Debt and financing the energy transition: The climate–debt trap

Many low- and middle-income countries face a dual crisis: escalating climate impacts while suffering the burden of unsustainable external debt. Much of the current debt in low- and middle-income countries stems from decades of “structural adjustment” policies, volatile commodity dependence, repeated global shocks (financial crises, pandemics, wars), and a global financial architecture that forces countries to borrow in foreign currencies under unequal terms.

Debt service payments have often exceeded spending on health, education or climate action. This severely limits fiscal space to invest in renewable energy and adaptation. 

External debt of low and middle income countries (excluding China) reached nearly $6.5 trillion in 2023. Over half of low-income countries are in or at high risk of debt distress.

Therefore climate ambition is impossible without addressing debt.

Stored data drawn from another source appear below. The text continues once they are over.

//! Per-realm OAuth2 provider settings and policy hooks.

use async_trait::async_trait;
use chrono::Duration;
use std::collections::BTreeSet;
use std::sync::Arc;

use cts_shared::{OAuth2ProviderConfig, RealmProviderConfig};

use crate::domain::entities::client::ClientRegistration;
use crate::domain::entities::token::AccessToken;
use crate::domain::value_objects::request::OAuth2Request;
use crate::errors::{DomainResult, OAuth2Error};

/// Provider settings and policy for one realm
#[async_trait]
pub trait ProviderSettings: Send + Sync {
    fn realm(&self) -> &str;

    /// Whether refreshing rotates the refresh token
    fn issue_refresh_tokens_on_refreshing(&self) -> bool;

    fn access_token_lifetime(&self) -> Duration;

    fn refresh_token_lifetime(&self) -> Duration;

    /// Validate the scope requested on refresh against the token's scope
    ///
    /// # Returns
    /// * `Ok(scope)` - The scope to carry forward
    /// * `Err(OAuth2Error::InvalidScope)` - The request asks for more than allowed
    async fn validate_refresh_token_scope(
        &self,
        client: &ClientRegistration,
        requested: &BTreeSet<String>,
        token_scope: &BTreeSet<String>,
        request: &OAuth2Request,
    ) -> DomainResult<BTreeSet<String>>;

    /// Re-validate claims carried by a refresh token
    async fn validate_requested_claims(&self, claims: Option<&str>) -> DomainResult<Option<String>>;

    /// Hook attaching additional response data to an issued access token
    async fn additional_data_to_return_from_token_endpoint(
        &self,
        token: &mut AccessToken,
        request: &OAuth2Request,
    ) -> DomainResult<()>;
}

/// Standard provider policy driven by configuration
#[derive(Debug, Clone)]
pub struct DefaultProviderSettings {
    config: RealmProviderConfig,
}

impl DefaultProviderSettings {
    pub fn new(config: RealmProviderConfig) -> Self {
        Self { config }
    }
}

#[async_trait]
impl ProviderSettings for DefaultProviderSettings {
    fn realm(&self) -> &str {
        &self.config.realm
    }

    fn issue_refresh_tokens_on_refreshing(&self) -> bool {
        self.config.issue_refresh_tokens_on_refreshing
    }

    fn access_token_lifetime(&self) -> Duration {
        Duration::seconds(self.config.access_token_lifetime_seconds)
    }

    fn refresh_token_lifetime(&self) -> Duration {
        Duration::seconds(self.config.refresh_token_lifetime_seconds)
    }

    /// An empty request keeps the token's scope; otherwise the request must
    /// be a subset of the token's scope and of the client's allowed scopes.
    async fn validate_refresh_token_scope(
        &self,
        client: &ClientRegistration,
        requested: &BTreeSet<String>,
        token_scope: &BTreeSet<String>,
        _request: &OAuth2Request,
    ) -> DomainResult<BTreeSet<String>> {
        if requested.is_empty() {
            return Ok(token_scope.clone());
        }

        if !requested.is_subset(token_scope) {
            let extra: Vec<&str> = requested
                .difference(token_scope)
                .map(String::as_str)
                .collect();
            return Err(OAuth2Error::invalid_scope(format!(
                "Scope not granted to the refresh token: {}",
                extra.join(" ")
            ))
            .into());
        }

        if !client.permits_scope(requested) {
            return Err(OAuth2Error::invalid_scope("Scope not allowed for this client").into());
        }

        Ok(requested.clone())
    }

    async fn validate_requested_claims(&self, claims: Option<&str>) -> DomainResult<Option<String>> {
        let Some(claims) = claims.filter(|c| !c.trim().is_empty()) else {
            return Ok(None);
        };
        match serde_json::from_str::<serde_json::Value>(claims) {
            Ok(serde_json::Value::Object(_)) => Ok(Some(claims.to_string())),
            _ => Err(OAuth2Error::invalid_request("Requested claims must be a JSON object").into()),
        }
    }

    async fn additional_data_to_return_from_token_endpoint(
        &self,
        _token: &mut AccessToken,
        _request: &OAuth2Request,
    ) -> DomainResult<()> {
        Ok(())
    }
}

/// Resolves provider settings for a request
#[async_trait]
pub trait ProviderSettingsFactory: Send + Sync {
    async fn get(&self, request: &OAuth2Request) -> DomainResult<Arc<dyn ProviderSettings>>;
}

/// Provider settings factory backed by [`OAuth2ProviderConfig`]
#[derive(Debug, Clone)]
pub struct ConfigProviderSettingsFactory {
    config: OAuth2ProviderConfig,
}

impl ConfigProviderSettingsFactory {
    pub fn new(config: OAuth2ProviderConfig) -> Self {
        Self { config }
    }
}

#[async_trait]
impl ProviderSettingsFactory for ConfigProviderSettingsFactory {
    async fn get(&self, request: &OAuth2Request) -> DomainResult<Arc<dyn ProviderSettings>> {
        Ok(Arc::new(DefaultProviderSettings::new(
            self.config.for_realm(&request.realm),
        )))
    }
}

Why structural debt cancellation is necessary for phase-out

Countries trapped in debt are often:

  • Encouraged to expand fossil fuel extraction to generate revenue.

  • Locked into mega fossil fuel projects that risk becoming stranded assets.

  • Unable to invest in diversification and renewable energy.

This creates a vicious cycle: Debt → fossil expansion → climate risk → more instability → more debt.

What solutions are on the table?

Proposals cluster around three areas:

  • Debt management and relief

    • Debt cancellation

    • Debt suspension

    • Debt-for-climate ‘swaps’ (agreements in which a portion of a country’s external debt is reduced or cancelled in exchange for the government committing to invest the equivalent funds in climate or environmental projects, instead of repaying creditors

    • Sovereign debt resolution mechanisms (formal international processes designed to help countries restructure or reduce unsustainable public debt in an orderly and fair way, through payment rescheduling, term extensions as well as partial or full cancellation)

  • New forms of finance

    • A global “Just Transition Fund”

    • Concessional and grant-based finance from donors

    • Public development banking reform, including new guidelines such as end of fossil fuel financing and aligning portfolios with the 1.5°C goal, expansion of concessional lending and grants, especially for low-income countries, or lower interest rates and extended repayment periods.

  • Replacing fossil revenues by :

    • Green industrial strategies

    • a fair taxation of fossil fuels

    • International levies, such as shipping emissions

Our principles for financing a just transition

  • Grants, not loans.

  • No increase in debt burdens.

  • Predictable and long-term support.

  • Transparent and accountable mechanisms.

  • Alignment with 1.5°C and equity.

Climate justice requires financial justice. There is no just transition without debt reform.